Em meados dos anos 40 do século passado, o sociólogo Herbert Marcuse escreveu um artigo muito interessante sobre as implicações sociais da tecnologia moderna. Segundo o autor, a generalização do uso da tecnologia nos mais diversos setores da economia e da sociedade determinou a constituição de um aparato que domina a vida das empresas e das instituições modernas. O autor fala-nos da emergência de uma racionalidade técnica (ou tecnológica) que vai tomando conta de tudo e de todos a partir do princípio de competitividade e de eficiência orientada para a máxima produtividade. Uma racionalidade de cariz instrumental assente em múltiplos procedimentos burocráticos e administrativos que nos impele a agir em conformidade com os regulamentos, os formulários, as metas e os objetivos a atingir. Generaliza-se assim uma parafernália de rankings e de índices de avaliação que pretendem medir a capacidade produtiva dos indivíduos nas mais diferentes atividades profissionais.

Segundo Marcuse, embora a noção de individualidade não desapareça, esta passa a estar dependente e condicionada por ‘standards’ de eficiência que são externos ao próprio indivíduo. Na verdade, a racionalidade técnica impõe-se à custa da erosão do exercício de uma racionalidade crítica e irreverente, orientada por fatores de emancipação e de autonomia individual. Ou seja, o comportamento racional vai-se progressivamente submetendo e, em certo sentido, moldando ao aparato tecnológico, e ao fazê-lo conforma-se à ordem social prevalecente. O autor desenvolveu esta ideia numa obra posterior, publicada em 1964, com o sugestivo título de O Homem Unidimensional, onde é aprofundada a noção de administração total, segundo a qual a organização de base tecnológica tende a deter um caráter quase totalitário de amplo controlo social. Ou seja, a racionalidade técnica alastra e erradia pelos vários domínios da vida social tanto na esfera profissional como na esfera privada e até afetiva.

Os referidos textos, apesar de terem sido escritos antes da revolução tecnológica e comunicacional que se alicerçou a partir do último quartil do século XX, denotam uma perspicácia cujos paradoxos se mantêm vigentes nos dias de hoje. Um desses paradoxos é identificado pelo próprio autor ao referir que as sociedades industriais avançadas não estão organizadas e orientadas para a satisfação das necessidades vitais e verdadeiras dos indivíduos, que promovam a sua autonomia, mas que, em contrapartida, se orientam para as necessidades consideradas ‘falsas’ que constrangem e, de certa forma, reprimem as vontades e desejos de emancipação.

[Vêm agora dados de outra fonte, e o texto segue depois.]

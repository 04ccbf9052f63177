//! Xoroshiro128+ generator used to pick inode ids.

use serde::{Deserialize, Serialize};

use crate::codec;
use crate::error::Result;

pub type RandomSeed = [u64; 2];

pub const DEFAULT_SEED: RandomSeed = [540_932_923_848, 540_932_540_932];

#[derive(Serialize, Deserialize, Debug, Clone, Copy, PartialEq, Eq)]
pub struct Random {
    seed: RandomSeed,
}

impl Random {
    /// Encoded length of the persisted state.
    pub const SIZE: usize = 16;

    pub fn new(seed: RandomSeed) -> Self {
        Self { seed }
    }

    pub fn seed(&self) -> RandomSeed {
        self.seed
    }

    pub fn gen(&mut self) -> u64 {
        let [s0, mut s1] = self.seed;
        let out = s0.wrapping_add(s1);
        s1 ^= s0;
        self.seed[0] = s0.rotate_left(55) ^ s1 ^ (s1 << 14);
        self.seed[1] = s1.rotate_left(36);
        out
    }

    pub fn to_bytes(&self) -> Result<[u8; Self::SIZE]> {
        let mut out = [0u8; Self::SIZE];
        codec::encode_into(self, &mut out)?;
        Ok(out)
    }

    pub fn from_bytes(bytes: &[u8]) -> Result<Self> {
        codec::decode(bytes)
    }
}

impl Default for Random {
    fn default() -> Self {
        Self::new(DEFAULT_SEED)
    }
}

Estas e outras análises e reflexões críticas, de autores como Marcuse, deverão ser retomadas no contexto dos presentes desafios tecnológicos e na relação que estes estão e vão estabelecer entre, por um lado, a maximização da produtividade e, por outro, a crescente precarização do trabalho e das relações laborais. Na verdade, o autor ensina-nos a olhar para a tecnologia como algo que não deve ser tratado como uma estrutura neutral meramente externa à sociedade. Pelo contrário, a grande capacidade da tecnologia moderna deriva precisamente dessa aptidão de se constituir como força externa que, por via dos poderes e das dinâmicas instituídas, se internaliza na vida económica e social dos indivíduos. É assim que esta se torna preponderante e capaz de moldar as formas de agir e de pensar de caráter unidimensional. A existência comum reduz-se assim à única dimensão da eficiência e da produtividade. Por este motivo, a análise dos impactos da tecnologia não pode ser desligada do estudo sobre os modos modernos de organização, de gestão e de exploração do trabalho.

Por sua vez, a tecnologia também não pode ser vista como algo intrinsecamente negativo e prejudicial às sociedades. Como refere e bem Marcuse, o progresso tecnológico permitirá um decréscimo relevante no tempo despendido em tarefas rotineiras que assegurem as necessidades básicas da vida. Este facto não deve ser concretizado em favor de novas formas de exploração do trabalho e de controlo individual e coletivo. Em alternativa, a tecnologia deve ser produzida como um meio, um pressuposto, que vise retomar a possibilidade de uma existência multidimensional pautada pelo uso do tempo de qualidade. Ou, dito de outro modo, um tempo preenchido pelo trabalho de qualidade que alie a realização pessoal ao retorno para a comunidade e para o bem comum. Este será, sem dúvida, um dos grandes desafios políticos e utópicos do nosso tempo.